Toute proportion gardée, il y avait, et il y a toujours, une similitude entre le sacrifice traditionnel à l’égard des dieux en espérant leur protection et le paiement de l’impôt qui permet à l’État de remplir sa dette sociale. C’est ce que souligne Servet : « lorsqu’un contribuable acquitte aujourd’hui ses impôts, ce n’est pas seulement un paiement de services rendus par l’État ; est aussi en jeu le lien de subordination d’un sujet ou la solidarité républicaine d’un citoyen. L’impôt est un lien social » (2006, pp. 130-131). Néanmoins, si l’impôt avait déjà perdu son caractère sacré, l’individualisation croissante des trajectoires et l’amélioration des technologies ont conduit à une démutualisation progressive des modalités de protection et de promotion.

Les établissements bancaires et d’assurance, souvent encouragés par l’État, proposent ainsi des produits individualisés de protection contre le risque faisant prévaloir la logique assurantielle sur celle mutualiste ou par répartition. Parallèlement, les modalités de financement des besoins de promotion connaissent également une individualisation de l’évaluation du risque et une moindre intervention des pouvoirs publics123. Ces évolutions font reposer l’ampleur de la protection disponible et des opportunités accessibles sur les choix et possibilités individuels. Pour les moins riches, la réduction du nombre de dispositifs animés par une logique égalisatrice de redistribution, a pour conséquence directe une protection minimale et un accès aux sources de financement extrêmement réduit ou coûteux.
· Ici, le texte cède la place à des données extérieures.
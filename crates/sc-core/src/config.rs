use std::path::Path;
use std::str::FromStr;

use anyhow::{Context, Result};
use serde::{Deserialize, Serialize};

use crate::error::ConfigError;
use crate::{CYCLE_DELAY_MS, DELAY_US, SAMPLE_SIZE};

/// Configuration complète du classifieur, hot-rechargeable.
///
/// Sérialisable en TOML. Chaque champ a une valeur par défaut saine, égale
/// aux constantes embarquées.
///
/// # Example
/// ```
/// use sc_core::config::ClassifierConfig;
/// let config = ClassifierConfig::default();
/// assert_eq!(config.sample_size, 128);
/// assert_eq!(config.cycle_delay_ms, 200);
/// ```
#[derive(Clone, Debug, Deserialize, Serialize, PartialEq)]
pub struct ClassifierConfig {
    // === Échantillonnage ===
    /// Échantillons par fenêtre [2, 8192].
    pub sample_size: usize,
    /// Délai entre deux lectures (µs) [1, 1_000_000].
    pub delay_us: u64,
    /// Résolution du convertisseur.
    pub resolution: AdcResolution,

    // === Boucle ===
    /// Pause entre deux cycles (ms) [0, 60_000].
    pub cycle_delay_ms: u64,
    /// Acquisition sur un thread dédié.
    pub pipelined: bool,

    // === Source ===
    /// Backend analogique, figé au démarrage.
    pub source: SourceKind,
    /// Forme d'onde du générateur synthétique.
    pub waveform: Waveform,
    /// Amplitude crête du générateur synthétique (codes ADC).
    pub amplitude: i32,
    /// Fréquence du générateur synthétique (Hz).
    pub frequency_hz: f64,
    /// Composante continue ajoutée au générateur synthétique.
    pub offset: i32,
    /// Index du périphérique IIO (`iio:deviceN`).
    pub iio_device: u32,
    /// Canal IIO (`in_voltageN_raw`).
    pub iio_channel: u32,

    // === Sortie ===
    /// Afficher chaque résultat sur stdout.
    pub console: bool,
}

/// Analog backend selection.
#[derive(Clone, Copy, Debug, Default, Deserialize, Serialize, PartialEq, Eq)]
#[serde(rename_all = "lowercase")]
pub enum SourceKind {
    /// Deterministic signal generator.
    #[default]
    Synthetic,
    /// Linux industrial-I/O ADC via sysfs.
    Iio,
    /// Default microphone through cpal. Requires `--features mic`.
    Mic,
}

impl FromStr for SourceKind {
    type Err = ConfigError;

    fn from_str(s: &str) -> Result<Self, Self::Err> {
        match s.to_lowercase().as_str() {
            "synthetic" | "synth" => Ok(Self::Synthetic),
            "iio" | "adc" => Ok(Self::Iio),
            "mic" | "microphone" => Ok(Self::Mic),
            _ => Err(ConfigError::UnknownSource { kind: s.to_string() }),
        }
    }
}

/// Synthetic waveform shape.
///
/// # Example
/// ```
/// use sc_core::config::Waveform;
/// let w: Waveform = "sine".parse().unwrap();
/// assert_eq!(w, Waveform::Sine);
/// ```
#[derive(Clone, Copy, Debug, Default, Deserialize, Serialize, PartialEq, Eq)]
#[serde(rename_all = "lowercase")]
pub enum Waveform {
    /// Constant `offset`.
    Silence,
    /// ±amplitude square wave.
    #[default]
    Square,
    /// Sine of the given amplitude.
    Sine,
}

impl FromStr for Waveform {
    type Err = ConfigError;

    fn from_str(s: &str) -> Result<Self, Self::Err> {
        match s.to_lowercase().as_str() {
            "silence" => Ok(Self::Silence),
            "square" => Ok(Self::Square),
            "sine" => Ok(Self::Sine),
            _ => Err(ConfigError::UnknownWaveform { name: s.to_string() }),
        }
    }
}

/// Converter resolution. Boards expose either a 12-bit or a 16-bit read.
///
/// # Example
/// ```
/// use sc_core::config::AdcResolution;
/// assert_eq!(AdcResolution::Bits12.max_code(), 4095);
/// assert_eq!(AdcResolution::Bits16.max_code(), 65535);
/// ```
#[derive(Clone, Copy, Debug, Default, Deserialize, Serialize, PartialEq, Eq)]
pub enum AdcResolution {
    #[default]
    Bits12,
    Bits16,
}

impl AdcResolution {
    /// Largest code the converter can return.
    #[must_use]
    pub fn max_code(self) -> i32 {
        match self {
            Self::Bits12 => 4095,
            Self::Bits16 => 65535,
        }
    }

    /// Map a normalized sample in [-1, 1] onto an unsigned mid-scale code.
    ///
    /// # Example
    /// ```
    /// use sc_core::config::AdcResolution;
    /// assert_eq!(AdcResolution::Bits12.quantize(-1.0), 0);
    /// assert_eq!(AdcResolution::Bits12.quantize(1.0), 4095);
    /// ```
    #[must_use]
    pub fn quantize(self, sample: f32) -> i32 {
        let max = f64::from(self.max_code());
        let unit = (f64::from(sample.clamp(-1.0, 1.0)) + 1.0) * 0.5;
        (unit * max).round() as i32
    }
}

impl Default for ClassifierConfig {
    fn default() -> Self {
        Self {
            sample_size: SAMPLE_SIZE,
            delay_us: DELAY_US,
            resolution: AdcResolution::Bits12,
            cycle_delay_ms: CYCLE_DELAY_MS,
            pipelined: false,
            source: SourceKind::Synthetic,
            waveform: Waveform::Square,
            amplitude: 100,
            frequency_hz: 250.0,
            offset: 0,
            iio_device: 0,
            iio_channel: 0,
            console: true,
        }
    }
}

impl ClassifierConfig {
    /// Clamp all numeric fields to their valid ranges.
    /// Called after TOML deserialization to prevent out-of-range values.
    ///
    /// Returns `true` if any field was changed; each change is logged at `warn`.
    pub fn clamp_all(&mut self) -> bool {
        let mut clamped = false;
        clamped |= clamp_field("sample_size", &mut self.sample_size, 2, 8192);
        clamped |= clamp_field("delay_us", &mut self.delay_us, 1, 1_000_000);
        clamped |= clamp_field("cycle_delay_ms", &mut self.cycle_delay_ms, 0, 60_000);
        clamped |= clamp_field("amplitude", &mut self.amplitude, 0, 1 << 20);
        if !self.frequency_hz.is_finite() || self.frequency_hz < 0.0 {
            log::warn!(
                "Config : frequency_hz = {} invalide, ramené à 0",
                self.frequency_hz
            );
            self.frequency_hz = 0.0;
            clamped = true;
        }
        clamped
    }

    /// Effective sampling rate implied by `delay_us` (Hz).
    #[must_use]
    pub fn sample_rate_hz(&self) -> f64 {
        1_000_000.0 / self.delay_us.max(1) as f64
    }
}

fn clamp_field<T>(name: &str, value: &mut T, min: T, max: T) -> bool
where
    T: Copy + Ord + std::fmt::Display,
{
    let bounded = (*value).clamp(min, max);
    if bounded == *value {
        return false;
    }
    log::warn!(
        "Config : {name} = {value} hors bornes [{min}, {max}], ramené à {bounded}"
    );
    *value = bounded;
    true
}

/// Structure TOML intermédiaire pour désérialisation avec valeurs optionnelles.
#[derive(Deserialize, Default)]
struct ConfigFile {
    sampling: Option<SamplingSection>,
    #[serde(rename = "loop")]
    cycle: Option<LoopSection>,
    source: Option<SourceSection>,
    output: Option<OutputSection>,
}

#[derive(Deserialize)]
struct SamplingSection {
    sample_size: Option<usize>,
    delay_us: Option<u64>,
    resolution: Option<AdcResolution>,
}

#[derive(Deserialize)]
struct LoopSection {
    cycle_delay_ms: Option<u64>,
    pipelined: Option<bool>,
}

#[derive(Deserialize)]
struct SourceSection {
    kind: Option<SourceKind>,
    waveform: Option<Waveform>,
    amplitude: Option<i32>,
    frequency_hz: Option<f64>,
    offset: Option<i32>,
    iio_device: Option<u32>,
    iio_channel: Option<u32>,
}

#[derive(Deserialize)]
struct OutputSection {
    console: Option<bool>,
}

/// Parse une configuration TOML et fusionne avec les valeurs par défaut.
///
/// # Errors
/// Returns an error if the text is not valid TOML for this schema.
///
/// # Example
/// ```
/// use sc_core::config::parse_config;
/// let config = parse_config("[loop]\ncycle_delay_ms = 50\n").unwrap();
/// assert_eq!(config.cycle_delay_ms, 50);
/// assert_eq!(config.sample_size, 128);
/// ```
pub fn parse_config(content: &str) -> Result<ClassifierConfig> {
    let file: ConfigFile = toml::from_str(content).context("Erreur de parsing TOML")?;
    let mut config = ClassifierConfig::default();

    if let Some(s) = file.sampling {
        if let Some(v) = s.sample_size {
            config.sample_size = v;
        }
        if let Some(v) = s.delay_us {
            config.delay_us = v;
        }
        if let Some(v) = s.resolution {
            config.resolution = v;
        }
    }

    if let Some(l) = file.cycle {
        if let Some(v) = l.cycle_delay_ms {
            config.cycle_delay_ms = v;
        }
        if let Some(v) = l.pipelined {
            config.pipelined = v;
        }
    }

    if let Some(s) = file.source {
        if let Some(v) = s.kind {
            config.source = v;
        }
        if let Some(v) = s.waveform {
            config.waveform = v;
        }
        if let Some(v) = s.amplitude {
            config.amplitude = v;
        }
        if let Some(v) = s.frequency_hz {
            config.frequency_hz = v;
        }
        if let Some(v) = s.offset {
            config.offset = v;
        }
        if let Some(v) = s.iio_device {
            config.iio_device = v;
        }
        if let Some(v) = s.iio_channel {
            config.iio_channel = v;
        }
    }

    if let Some(o) = file.output {
        if let Some(v) = o.console {
            config.console = v;
        }
    }

    config.clamp_all();
    Ok(config)
}

/// Charge un fichier TOML et fusionne avec les valeurs par défaut.
///
/// # Errors
/// Returns an error if the file cannot be read or parsed.
///
/// # Example
/// ```no_run
/// use sc_core::config::load_config;
/// use std::path::Path;
/// let config = load_config(Path::new("config/default.toml")).unwrap();
/// ```
pub fn load_config(path: &Path) -> Result<ClassifierConfig> {
    let content = std::fs::read_to_string(path)
        .with_context(|| format!("Impossible de lire {}", path.display()))?;
    parse_config(&content).with_context(|| format!("Configuration invalide dans {}", path.display()))
}
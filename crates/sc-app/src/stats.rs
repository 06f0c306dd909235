use std::time::{Duration, Instant};

/// Compteurs de cycles et cadence moyenne depuis le premier cycle.
///
/// Télémétrie uniquement : rien ici ne revient dans l'inférence.
///
/// # Example
/// ```
/// use sc_app::stats::CycleStats;
/// let mut stats = CycleStats::new();
/// stats.record_completed();
/// stats.record_skipped();
/// assert_eq!(stats.completed(), 1);
/// assert_eq!(stats.skipped(), 1);
/// ```
#[derive(Debug, Default)]
pub struct CycleStats {
    completed: u64,
    skipped: u64,
    /// Fin du premier et du dernier cycle.
    span: Option<(Instant, Instant)>,
}

impl CycleStats {
    #[must_use]
    pub fn new() -> Self {
        Self::default()
    }

    /// Cycle terminé avec un résultat émis.
    pub fn record_completed(&mut self) {
        self.completed += 1;
        self.mark(Instant::now());
    }

    /// Cycle abandonné sur erreur d'acquisition.
    pub fn record_skipped(&mut self) {
        self.skipped += 1;
        self.mark(Instant::now());
    }

    fn mark(&mut self, now: Instant) {
        self.span = Some(self.span.map_or((now, now), |(first, _)| (first, now)));
    }

    #[must_use]
    pub fn completed(&self) -> u64 {
        self.completed
    }

    #[must_use]
    pub fn skipped(&self) -> u64 {
        self.skipped
    }

    /// Total cycles, emitted or not.
    #[must_use]
    pub fn cycles(&self) -> u64 {
        self.completed + self.skipped
    }

    /// Temps entre la fin du premier et du dernier cycle.
    #[must_use]
    pub fn elapsed(&self) -> Duration {
        self.span.map_or(Duration::ZERO, |(first, last)| last - first)
    }

    /// Cycles par seconde. 0 tant que moins de deux cycles sont passés.
    #[must_use]
    pub fn rate(&self) -> f64 {
        let secs = self.elapsed().as_secs_f64();
        if secs > 0.0 {
            (self.cycles() - 1) as f64 / secs
        } else {
            0.0
        }
    }
}
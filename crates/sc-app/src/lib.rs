// Classification loop, observers, and host plumbing for soundclass.

pub mod cli;
pub mod hotreload;
pub mod observer;
pub mod pipeline;
pub mod stats;
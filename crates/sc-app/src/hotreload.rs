use std::path::Path;
use std::sync::Arc;

use anyhow::Result;
use arc_swap::ArcSwap;
use notify::{Event, EventKind, RecursiveMode, Watcher};
use sc_core::config::ClassifierConfig;

use crate::cli::Overrides;

/// Lance un thread qui surveille le fichier config et met à jour l'ArcSwap.
///
/// Les overrides CLI sont réappliqués sur chaque rechargement. La boucle lit
/// la nouvelle config à la frontière de cycle suivante.
///
/// Retourne le Watcher (doit rester vivant tant que la boucle tourne).
///
/// # Errors
/// Returns an error if the watcher cannot be created or the path cannot be watched.
///
/// # Example
/// ```no_run
/// use std::sync::Arc;
/// use arc_swap::ArcSwap;
/// use sc_core::config::ClassifierConfig;
/// use sc_app::cli::Overrides;
/// use sc_app::hotreload::spawn_config_watcher;
/// use std::path::Path;
///
/// let config = Arc::new(ArcSwap::from_pointee(ClassifierConfig::default()));
/// let _watcher = spawn_config_watcher(Path::new("config/default.toml"), &config, Overrides::default());
/// ```
pub fn spawn_config_watcher(
    config_path: &Path,
    config: &Arc<ArcSwap<ClassifierConfig>>,
    overrides: Overrides,
) -> Result<impl Watcher + use<>> {
    let config = Arc::clone(config);
    let path = config_path.to_path_buf();

    let mut watcher = notify::recommended_watcher(move |res: notify::Result<Event>| {
        if let Ok(event) = res {
            if matches!(event.kind, EventKind::Modify(_)) {
                reload(&path, &config, &overrides);
            }
        }
    })?;

    watcher.watch(config_path, RecursiveMode::NonRecursive)?;
    Ok(watcher)
}

/// Recharge `path` dans `config`. Garde l'ancienne config en cas d'erreur.
pub fn reload(path: &Path, config: &ArcSwap<ClassifierConfig>, overrides: &Overrides) {
    match sc_core::config::load_config(path) {
        Ok(mut new_config) => {
            overrides.apply(&mut new_config);
            let current = config.load();
            if new_config.source != current.source {
                log::warn!(
                    "Changement de source ignoré jusqu'au redémarrage ({:?} -> {:?})",
                    current.source,
                    new_config.source
                );
                new_config.source = current.source;
            }
            config.store(Arc::new(new_config));
            log::info!("Config rechargée depuis {}", path.display());
        }
        Err(e) => {
            log::warn!("Erreur de rechargement config : {e:#}");
        }
    }
}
Toutefois, il est intéressant de remarquer que cette forme de financiarisation peut se faire selon deux logiques différentes. La calculabilité accrue permise par le monnaie autorise certes une meilleure connaissance des coûts et avantages individuels de la protection , mais le choix de faire un usage individualisant ou non de cette information résulte de décisions politiques.

Notes
123.

Pour une analyse détaillée de ces évolutions au Royaume-Uni voir Knights (1997).